Exercise data:
//! Activity identifiers, age bands and difficulty levels.

use std::fmt;
use std::str::FromStr;

use serde::{Deserialize, Serialize};

use crate::error::ValidationError;

/// One of the seven daily mini-game categories.
#[derive(Debug, Clone, Copy, PartialEq, Eq, Hash, PartialOrd, Ord, Serialize, Deserialize)]
#[serde(rename_all = "lowercase")]
pub enum ActivityId {
    Colors,
    Shapes,
    Numbers,
    Patterns,
    Memory,
    Sorting,
    Logic,
}

impl ActivityId {
    /// Every activity, in weekday order starting Monday.
    pub const ALL: [ActivityId; 7] = [
        ActivityId::Colors,
        ActivityId::Shapes,
        ActivityId::Numbers,
        ActivityId::Patterns,
        ActivityId::Memory,
        ActivityId::Sorting,
        ActivityId::Logic,
    ];

    /// Stable identifier used as a storage key and on the command line.
    pub fn as_str(&self) -> &'static str {
        match self {
            ActivityId::Colors => "colors",
            ActivityId::Shapes => "shapes",
            ActivityId::Numbers => "numbers",
            ActivityId::Patterns => "patterns",
            ActivityId::Memory => "memory",
            ActivityId::Sorting => "sorting",
            ActivityId::Logic => "logic",
        }
    }

    /// Human-readable name shown to the child.
    pub fn display_name(&self) -> &'static str {
        match self {
            ActivityId::Colors => "Colors",
            ActivityId::Shapes => "Shapes",
            ActivityId::Numbers => "Numbers",
            ActivityId::Patterns => "Patterns",
            ActivityId::Memory => "Memory",
            ActivityId::Sorting => "Sorting",
            ActivityId::Logic => "Logic",
        }
    }
}

impl fmt::Display for ActivityId {
    fn fmt(&self, f: &mut fmt::Formatter<'_>) -> fmt::Result {
        f.write_str(self.as_str())
    }
}

impl FromStr for ActivityId {
    type Err = ValidationError;

    fn from_str(s: &str) -> Result<Self, Self::Err> {
        let needle = s.trim().to_ascii_lowercase();
        ActivityId::ALL
            .into_iter()
            .find(|id| id.as_str() == needle)
            .ok_or_else(|| ValidationError::UnknownActivity(s.to_string()))
    }
}

/// Coarse age grouping that selects question content.
#[derive(Debug, Clone, Copy, PartialEq, Eq, Hash, PartialOrd, Ord, Default, Serialize, Deserialize)]
pub enum AgeBand {
    #[default]
    #[serde(rename = "3-4")]
    ThreeToFour,
    #[serde(rename = "5-6")]
    FiveToSix,
    #[serde(rename = "7-8")]
    SevenToEight,
}

impl AgeBand {
    pub const ALL: [AgeBand; 3] = [AgeBand::ThreeToFour, AgeBand::FiveToSix, AgeBand::SevenToEight];

    pub fn as_str(&self) -> &'static str {
        match self {
            AgeBand::ThreeToFour => "3-4",
            AgeBand::FiveToSix => "5-6",
            AgeBand::SevenToEight => "7-8",
        }
    }

    /// Number of items shown by memory-style games for this band.
    pub fn memory_item_count(&self) -> usize {
        match self {
            AgeBand::ThreeToFour => 3,
            AgeBand::FiveToSix => 4,
            AgeBand::SevenToEight => 6,
        }
    }
}

impl fmt::Display for AgeBand {
    fn fmt(&self, f: &mut fmt::Formatter<'_>) -> fmt::Result {
        f.write_str(self.as_str())
    }
}

impl FromStr for AgeBand {
    type Err = ValidationError;

    fn from_str(s: &str) -> Result<Self, Self::Err> {
        AgeBand::ALL
            .into_iter()
            .find(|band| band.as_str() == s.trim())
            .ok_or_else(|| ValidationError::UnknownAgeBand(s.to_string()))
    }
}

/// Difficulty level, always within 1..=3.
///
/// Values outside that range are rejected at construction, so transitions
/// never need to clamp.
#[derive(Debug, Clone, Copy, PartialEq, Eq, Hash, PartialOrd, Ord, Serialize, Deserialize)]
#[serde(try_from = "u8", into = "u8")]
pub struct Difficulty(u8);

impl Difficulty {
    pub const MIN: Difficulty = Difficulty(1);
    pub const MID: Difficulty = Difficulty(2);
    pub const MAX: Difficulty = Difficulty(3);

    /// # Errors
    /// Returns [`ValidationError::DifficultyOutOfRange`] unless `1 <= level <= 3`.
    pub fn new(level: u8) -> Result<Self, ValidationError> {
        if (Self::MIN.0..=Self::MAX.0).contains(&level) {
            Ok(Self(level))
        } else {
            Err(ValidationError::DifficultyOutOfRange {
                value: i64::from(level),
            })
        }
    }

    pub fn get(&self) -> u8 {
        self.0
    }

    /// Next level up, or `None` at the ceiling.
    pub fn raised(&self) -> Option<Self> {
        (*self < Self::MAX).then(|| Self(self.0 + 1))
    }

    /// Next level down, or `None` at the floor.
    pub fn lowered(&self) -> Option<Self> {
        (*self > Self::MIN).then(|| Self(self.0 - 1))
    }
}

impl Default for Difficulty {
    fn default() -> Self {
        Self::MIN
    }
}

impl TryFrom<u8> for Difficulty {
    type Error = ValidationError;

    fn try_from(value: u8) -> Result<Self, Self::Error> {
        Self::new(value)
    }
}

impl TryFrom<i64> for Difficulty {
    type Error = ValidationError;

    fn try_from(value: i64) -> Result<Self, Self::Error> {
        u8::try_from(value)
            .map_err(|_| ValidationError::DifficultyOutOfRange { value })
            .and_then(Self::new)
    }
}

impl From<Difficulty> for u8 {
    fn from(level: Difficulty) -> Self {
        level.0
    }
}

impl fmt::Display for Difficulty {
    fn fmt(&self, f: &mut fmt::Formatter<'_>) -> fmt::Result {
        write!(f, "{}", self.0)
    }
}

impl FromStr for Difficulty {
    type Err = ValidationError;

    fn from_str(s: &str) -> Result<Self, Self::Err> {
        let value: i64 = s
            .trim()
            .parse()
            .map_err(|_| ValidationError::InvalidDifficulty(s.to_string()))?;
        Self::try_from(value)
    }
}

Exercise instructions: What is the number of lines in the records that contain "needle"? Answer with it alone.

Response for this exercise: 2